Chinese manufacturing activity accelerated to its fastest pace in five months this month, helped by rising export orders and purchasing, according to a survey released yesterday.
The HSBC China Manufacturing purchasing managers index, or PMI — a seasonally adjusted index designed to measure the performance of the manufacturing economy — rose this month to 52.9. That compared with 51.9 last month and was the highest level since April. Numbers above 50 show manufacturing activity expanding.
“A pick up in new orders means that domestic demand is still strong. Despite uncertainties in global demand, we expect China to rely on continued investment in ongoing infrastructure projects and resilient consumption to grow by around 9 percent in the rest of the year,” Hongbin Qu (屈宏斌), chief economist for China at HSBC, said in the report.
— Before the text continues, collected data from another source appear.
//! METAR decoding, delegated to the external `metar` parser.

use std::sync::Arc;

use crate::error::DecodeError;

/// A successfully decoded METAR report.
#[derive(Debug, Clone)]
pub struct DecodedReport {
    /// Reporting station identifier from the decoded report
    pub station: String,
    /// The full parsed report
    pub report: Arc<metar::Metar>,
}

/// Decode raw METAR text into structured fields.
///
/// Failure is expected for malformed or partial reports and must never
/// crash the caller; the session controller logs it and keeps the raw
/// text.
pub fn decode_report(raw: &str) -> Result<DecodedReport, DecodeError> {
    let report = metar::Metar::parse(raw).map_err(|e| DecodeError(format!("{e:?}")))?;
    Ok(DecodedReport {
        station: report.station.clone(),
        report: Arc::new(report),
    })
}
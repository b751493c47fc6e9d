use std::time::Duration;

use anyhow::{bail, Result};
use awos_core::{AirportShape, Config};
use awos_weather::{AirportClient, MetarClient, ResponseShape, SessionController, SessionSnapshot};

#[tokio::main]
async fn main() -> Result<()> {
    awos_core::init()?;

    let mut args = std::env::args().skip(1);
    let icao = match args.next() {
        Some(icao) => icao.to_uppercase(),
        None => {
            eprintln!("Usage: awos <ICAO> [runway]");
            std::process::exit(2);
        }
    };
    let runway = args.next();

    // The controller does not validate identifiers; the caller does.
    if icao.len() != 4 || !icao.chars().all(|c| c.is_ascii_alphanumeric()) {
        bail!("'{}' is not a 4-character ICAO identifier", icao);
    }

    let (config, _validation) = Config::load_validated()?;

    let controller = build_controller(&config)?;
    if let Some(runway) = runway {
        controller.set_selected_runway(&runway);
    }

    if let Err(e) = controller.fetch_airport(&icao).await {
        tracing::warn!(error = %e, "airport lookup failed: {}", e.user_message());
    }
    controller.fetch_report(&icao).await?;
    print_snapshot(&controller.snapshot());

    if config.polling.refresh_minutes > 0 {
        let period = Duration::from_secs(u64::from(config.polling.refresh_minutes) * 60);
        controller.start_polling(&icao, period);
        tracing::info!(
            icao = %icao,
            minutes = config.polling.refresh_minutes,
            "polling started"
        );
    }

    let mut updates = controller.subscribe();
    loop {
        tokio::select! {
            _ = tokio::signal::ctrl_c() => break,
            changed = updates.changed() => {
                if changed.is_err() {
                    break;
                }
                print_snapshot(&updates.borrow_and_update().clone());
            }
        }
    }

    controller.reset();
    tracing::info!("session reset, exiting");
    Ok(())
}

fn build_controller(config: &Config) -> Result<SessionController> {
    let metar = MetarClient::new(&config.metar.base_url, config.metar.error_marker.as_deref())?;
    let airports = AirportClient::new(
        &config.airports.base_url,
        config.airports.api_key.as_deref(),
        match config.airports.shape {
            AirportShape::Object => ResponseShape::Object,
            AirportShape::Array => ResponseShape::Array,
        },
    )?;
    Ok(SessionController::new(metar, airports))
}

fn print_snapshot(snapshot: &SessionSnapshot) {
    if snapshot.raw_report.is_empty() {
        return;
    }

    println!();
    if let Some(airport) = &snapshot.airport {
        println!("{} ({})", airport.display_name(), airport.icao);
        if !airport.runways.is_empty() {
            let idents: Vec<&str> = airport.runways.iter().map(|r| r.ident.as_str()).collect();
            println!("Runways: {}", idents.join(", "));
        }
    }
    if !snapshot.selected_runway.is_empty() {
        println!("Selected runway: {}", snapshot.selected_runway);
    }
    println!("{}", snapshot.raw_report);
    match &snapshot.decoded_report {
        Some(decoded) => println!("Decoded station: {}", decoded.station),
        None => println!("(report could not be decoded)"),
    }
    if let Some(updated) = snapshot.last_updated {
        println!("Updated: {}", updated.format("%H:%M:%SZ"));
    }
}
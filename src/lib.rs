//! Parses English sentences against a context-free grammar with a bottom-up
//! chart parser and pulls the noun phrase chunks out of every parse.

pub mod chart;
pub mod chunker;
pub mod english;
pub mod error_handling;
pub mod generator;
pub mod grammar;
pub mod loader;
pub mod preprocess;
pub mod tree;

pub use chart::{parse, ParseError};
pub use chunker::{chunk_text, extract_chunks, extract_np_chunks};
pub use grammar::Grammar;
pub use tree::ParseTree;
China’s economic growth slowed to 10.3 percent over a year earlier in the second quarter, down from its blistering 11.9 -percent first quarter pace. But recent indicators have assuaged worries that the economy might be headed into a more severe slowdown.
Despite the positive trends for this month, the survey’s findings were not entirely upbeat.
New export activity rose after declining for three straight months, but the growth rate was marginal, the report said. It also said that average costs, especially for raw materials, rose substantially, with inflation sharply higher.
China’s overall inflation edged higher in August as the nation’s worst flooding in a decade drove an increase in food costs and industrial growth continued to quicken. The 2.8 percent inflation rate for the first eight months of this year was close to the government’s ceiling of 3 percent.
The HSBC survey was released several days early, due to an upcoming public holiday beginning tomorrow.
The state-affiliated China Federation of Logistics and Purchasing, which also issues a monthly PMI has not yet released data for this month.